“What’s the damage?” (cost of the meal)
“What’s the damage?” means “What’s the cost (of the meal)?” The question is often said to a waiter, who then presents the bill. The phrase is also said by a diner to the person at the restaurant table reading the bill.
‘What’s the damage?” is cited in print from the 1700s. The dining usage of ‘What’s the damage?” dates to at least 1801.
“The bad news” is another expression for the check.
The Free Dictionary
What’s the damage?
Sl. What are the charges?; How much is the bill? Bill: That was delicious. Waiter, what’s the damage? Waiter: I’ll get the check, sir. Waiter: Your check sir. Tom: Thanks. Bill: What’s the damage, Tom? Let me pay my share. Tom: Nonsense, I’ll get it. Bill: Okay this time, but I owe you one.
McGraw-Hill Dictionary of American Idioms and Phrasal Verbs. © 2002
What’s the damage? (informal, humorous)
used to ask how much you have to pay for something ‘We’ve mended your car.’ ‘Great. What’s the damage?’
Cambridge Idioms Dictionary, 2nd ed. Copyright © Cambridge University Press 2006.
(Oxford English Dictionary)
damage, n.
slang. Cost, expense. Esp. in phr. what’s the damage? how much is there to pay?
1755 Connoisseur No. 68 10 ‘There’, says he, ‘there’s your damage—thirteen and two-pence.’
1812 BYRON Wks. (1832) II. 179, I must pay the damage, and will thank you to tell me the amount of the engraving.

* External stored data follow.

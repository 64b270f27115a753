use lazy_static::lazy_static;
use std::{env, io};
use tokio::task::JoinHandle;
use tracing::{info, warn, Level};
use tracing_loki::url::Url;
use tracing_loki::{BackgroundTask, BackgroundTaskController};
use tracing_subscriber::layer::SubscriberExt;
use tracing_subscriber::util::SubscriberInitExt;
use tracing_subscriber::{filter, fmt};

lazy_static! {
    static ref LOKI_URL: Option<String> = env::var("LOKI_URL").ok();
}

fn build_loki_layer(
    base_url: Url,
) -> Result<
    (
        tracing_loki::Layer,
        BackgroundTaskController,
        BackgroundTask,
    ),
    tracing_loki::Error,
> {
    tracing_loki::builder()
        .label("service", "parisconcerts")?
        .build_controller_url(base_url)
}

/// Logs to stdout, and to Loki as well when `LOKI_URL` is reachable
pub async fn setup_tracing() -> Option<(BackgroundTaskController, JoinHandle<()>)> {
    let filter = filter::Targets::new()
        .with_target("parisconcerts", Level::TRACE)
        .with_default(Level::WARN);

    let registry = tracing_subscriber::registry()
        .with(filter)
        .with(fmt::layer().with_writer(io::stdout));

    let Some(base_url) = LOKI_URL.as_ref() else {
        registry.init();
        warn!("Loki URL not provided. Continuing without it.");
        return None;
    };

    let base_url: Url = match base_url.parse() {
        Ok(url) => url,
        Err(err) => {
            registry.init();
            warn!("Invalid Loki URL '{}' ({}). Continuing without it.", base_url, err);
            return None;
        }
    };

    if reqwest::get(base_url.clone()).await.is_err() {
        registry.init();
        warn!("Couldn't connect to Loki. Continuing without it.");
        return None;
    }

    match build_loki_layer(base_url) {
        Ok((layer, controller, task)) => {
            registry.with(layer).init();
            let handle = tokio::spawn(task);

            info!("Loki initialized");

            Some((controller, handle))
        }
        Err(err) => {
            registry.init();
            warn!("Failed to set up Loki ({}). Continuing without it.", err);
            None
        }
    }
}
use super::*;

#[derive(Clone)]
pub(crate) struct TransientMessage {
  current: String,
  expires_at: Instant,
  original: String,
}

impl TransientMessage {
  const TTL: Duration = Duration::from_secs(3);

  pub(crate) fn current(&self) -> &str {
    &self.current
  }

  pub(crate) fn is_expired(&self) -> bool {
    Instant::now() >= self.expires_at
  }

  pub(crate) fn new(current: String, original: String) -> Self {
    Self {
      current,
      expires_at: Instant::now() + Self::TTL,
      original,
    }
  }

  pub(crate) fn original(&self) -> &str {
    &self.original
  }
}
use super::*;

pub(crate) struct RepliesModal {
  author: String,
  entries: Vec<ReplyEntry>,
  scroll: usize,
}

impl RepliesModal {
  pub(crate) fn clamp_scroll(&mut self, max: usize) {
    self.scroll = self.scroll.min(max);
  }

  pub(crate) fn draw(&mut self, frame: &mut Frame) {
    fn saturating_usize_to_u16(value: usize) -> u16 {
      u16::try_from(value).unwrap_or(u16::MAX)
    }

    let area = Self::modal_area(frame.area());

    frame.render_widget(Clear, area);

    let inner_width = usize::from(area.width.saturating_sub(2)).max(1);

    let mut lines = Vec::new();

    if self.entries.is_empty() {
      lines.push(Line::from(Span::raw("No replies yet.")));
    } else {
      for entry in &self.entries {
        let indent = "  ".repeat(entry.depth);

        lines.push(Line::from(vec![
          Span::raw(indent.clone()),
          Span::styled(entry.header(), Style::default().fg(Color::White)),
        ]));

        let wrap_width =
          inner_width.saturating_sub(indent.chars().count()).max(1);

        for pick in &entry.picks {
          for line in wrap_text(pick, wrap_width) {
            lines.push(Line::from(vec![
              Span::raw(indent.clone()),
              Span::styled(
                line,
                Style::default()
                  .fg(Color::White)
                  .add_modifier(Modifier::BOLD),
              ),
            ]));
          }
        }

        for line in wrap_text(&entry.body, wrap_width) {
          lines.push(Line::from(vec![
            Span::raw(indent.clone()),
            Span::styled(line, Style::default().fg(Color::DarkGray)),
          ]));
        }

        lines.push(Line::from(Span::raw(indent)));
      }
    }

    let visible_height = usize::from(area.height.saturating_sub(2)).max(1);

    self.clamp_scroll(lines.len().saturating_sub(visible_height));

    let replies = Paragraph::new(lines)
      .block(Block::default().title(self.title()).borders(Borders::ALL))
      .scroll((saturating_usize_to_u16(self.scroll), 0));

    frame.render_widget(replies, area);
  }

  pub(crate) fn handle_key(&mut self, key: KeyEvent, page: usize) -> Command {
    let modifiers = key.modifiers;

    match key.code {
      KeyCode::Char('q' | 'Q') => Command::Quit,
      KeyCode::Esc | KeyCode::Char('x' | 'X') => Command::CloseReplies,
      KeyCode::Char('?') => Command::ShowHelp,
      KeyCode::Down | KeyCode::Char('j') => {
        self.scroll_down();
        Command::None
      }
      KeyCode::Up | KeyCode::Char('k') => {
        self.scroll_up();
        Command::None
      }
      KeyCode::PageDown => {
        self.page_down(page);
        Command::None
      }
      KeyCode::PageUp => {
        self.page_up(page);
        Command::None
      }
      KeyCode::Char('d') if modifiers.contains(KeyModifiers::CONTROL) => {
        self.page_down(page);
        Command::None
      }
      KeyCode::Char('u') if modifiers.contains(KeyModifiers::CONTROL) => {
        self.page_up(page);
        Command::None
      }
      KeyCode::Home => {
        self.scroll = 0;
        Command::None
      }
      KeyCode::End => {
        self.scroll = usize::MAX;
        Command::None
      }
      _ => Command::None,
    }
  }

  fn modal_area(area: Rect) -> Rect {
    let available_width = area.width.saturating_sub(4).max(1);
    let available_height = area.height.saturating_sub(2).max(1);

    let width = available_width.min(76).min(area.width);
    let height = available_height.min(area.height);

    let x = area.x + (area.width.saturating_sub(width)) / 2;
    let y = area.y + (area.height.saturating_sub(height)) / 2;

    Rect::new(x, y, width, height)
  }

  pub(crate) fn new(card: &Card) -> Self {
    Self {
      author: card.author().to_string(),
      entries: ReplyEntry::flatten(&card.comment.replies),
      scroll: 0,
    }
  }

  pub(crate) fn page_down(&mut self, amount: usize) {
    let step = amount.saturating_sub(1).max(1);
    self.scroll = self.scroll.saturating_add(step);
  }

  pub(crate) fn page_up(&mut self, amount: usize) {
    let step = amount.saturating_sub(1).max(1);
    self.scroll = self.scroll.saturating_sub(step);
  }

  pub(crate) fn scroll_down(&mut self) {
    self.scroll = self.scroll.saturating_add(1);
  }

  pub(crate) fn scroll_up(&mut self) {
    self.scroll = self.scroll.saturating_sub(1);
  }

  fn title(&self) -> String {
    format!("Replies to {} (esc closes)", self.author)
  }
}

#[cfg(test)]
mod tests {
  use super::*;

  fn card_with_replies() -> Card {
    Card::new(Comment {
      author: Some("bettor".to_string()),
      body: None,
      downs: 0,
      id: None,
      notes: None,
      picks: Some("Lyon +0.5".to_string()),
      replies: vec![Comment {
        author: Some("skeptic".to_string()),
        body: Some("their away form is poor".to_string()),
        downs: 2,
        id: None,
        notes: None,
        picks: None,
        replies: vec![Comment {
          author: None,
          body: Some("agreed".to_string()),
          downs: 0,
          id: None,
          notes: None,
          picks: None,
          replies: Vec::new(),
          ups: 1,
        }],
        ups: 5,
      }],
      ups: 9,
    })
  }

  #[test]
  fn new_flattens_replies_and_titles_after_the_author() {
    let modal = RepliesModal::new(&card_with_replies());

    assert_eq!(modal.title(), "Replies to bettor (esc closes)");
    assert_eq!(modal.entries.len(), 2);
    assert_eq!(modal.entries[0].depth, 0);
    assert_eq!(modal.entries[1].depth, 1);
    assert_eq!(modal.entries[1].author, "unknown");
  }

  #[test]
  fn scroll_saturates_at_the_top() {
    let mut modal = RepliesModal::new(&card_with_replies());

    modal.scroll_up();
    assert_eq!(modal.scroll, 0);

    modal.scroll_down();
    modal.scroll_down();
    modal.scroll_up();
    assert_eq!(modal.scroll, 1);
  }

  #[test]
  fn page_moves_keep_one_line_of_context() {
    let mut modal = RepliesModal::new(&card_with_replies());

    modal.page_down(10);
    assert_eq!(modal.scroll, 9);

    modal.page_up(4);
    assert_eq!(modal.scroll, 6);
  }

  #[test]
  fn clamp_scroll_caps_overshoot() {
    let mut modal = RepliesModal::new(&card_with_replies());

    modal.page_down(100);
    modal.clamp_scroll(5);

    assert_eq!(modal.scroll, 5);
  }
}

1829 J. HUNTER Hallamshire Gloss. 29 ‘What is the damage?’ This expression is equivalent to ‘What expence have I incurred?’ ‘What must I pay?’
1852 MRS. STOWE Uncle Tom’s C. xiv, What’s the damage, as they say in Kentucky..what’s to be paid out for this business?
Google Books
Farther excursions of the observant pedestrian, exemplified in a tour to Margate
London, R. Dutton
1801
Pg. 108:
The waiter entered with obsequious cringe.
“Bring the bill—let’s know what’s the damage, and order my servants to draw up the tandems.”
Google Books
3 September 1835, Army and Navy Chronicle, pg. 281, col. 2:
“What’s the damage?” exclaimed he, as the boat came alongside.
“Sir?” said the boatman.
“Why, what’s to pay?”
Google Books
24 January 1846, The Sportsman’s Magazine of life in London and the country, pg. 543, col. 2:
“Now, then, yong imp, what’s the damage”
“Sixpence, please sir,” said the waiter, ...
Google Books
Life and adventures of Valentine Vox, the ventriloquist
By Henry Cockton
New York, NY: F. Warne
1886
Pg. 497:
“Waitor! now then, what’s the damage?”
“‘Am an’ beef, sir, cheese, sir, bread, bottle stout—seven an’ six.”
Google Books
Mr. Potter of Texas : a novel
By Archibald Clavering Gunter
New York, NY: Home Pub. Co.
1888
Pg. 137:
...Mr. Potter rises, looks out of the window, and says, suddenly: “What’s the damage?”
“Damage?” echoes Lubbins, not understanding this Americanism.
“Yes; how much do I owe?”
(...)
Thus adjured, the waiter bolts for the bill, while Potter, sitting down to wait for him, gazes abstractedly at the Times that still lies on the table before him.
Google Books
Slang and its analogues past and present. A dictionary ... with synonyms in English, French ... etc.
Compiled by J.S. Farmer and W.E. Henley
London: Harrison & Sons
1890
Pg. 249:
DAMAGE, subv. (colloquial).—The cost of anything; the sum total in the sense of recompense. “What’s the DAMAGE?”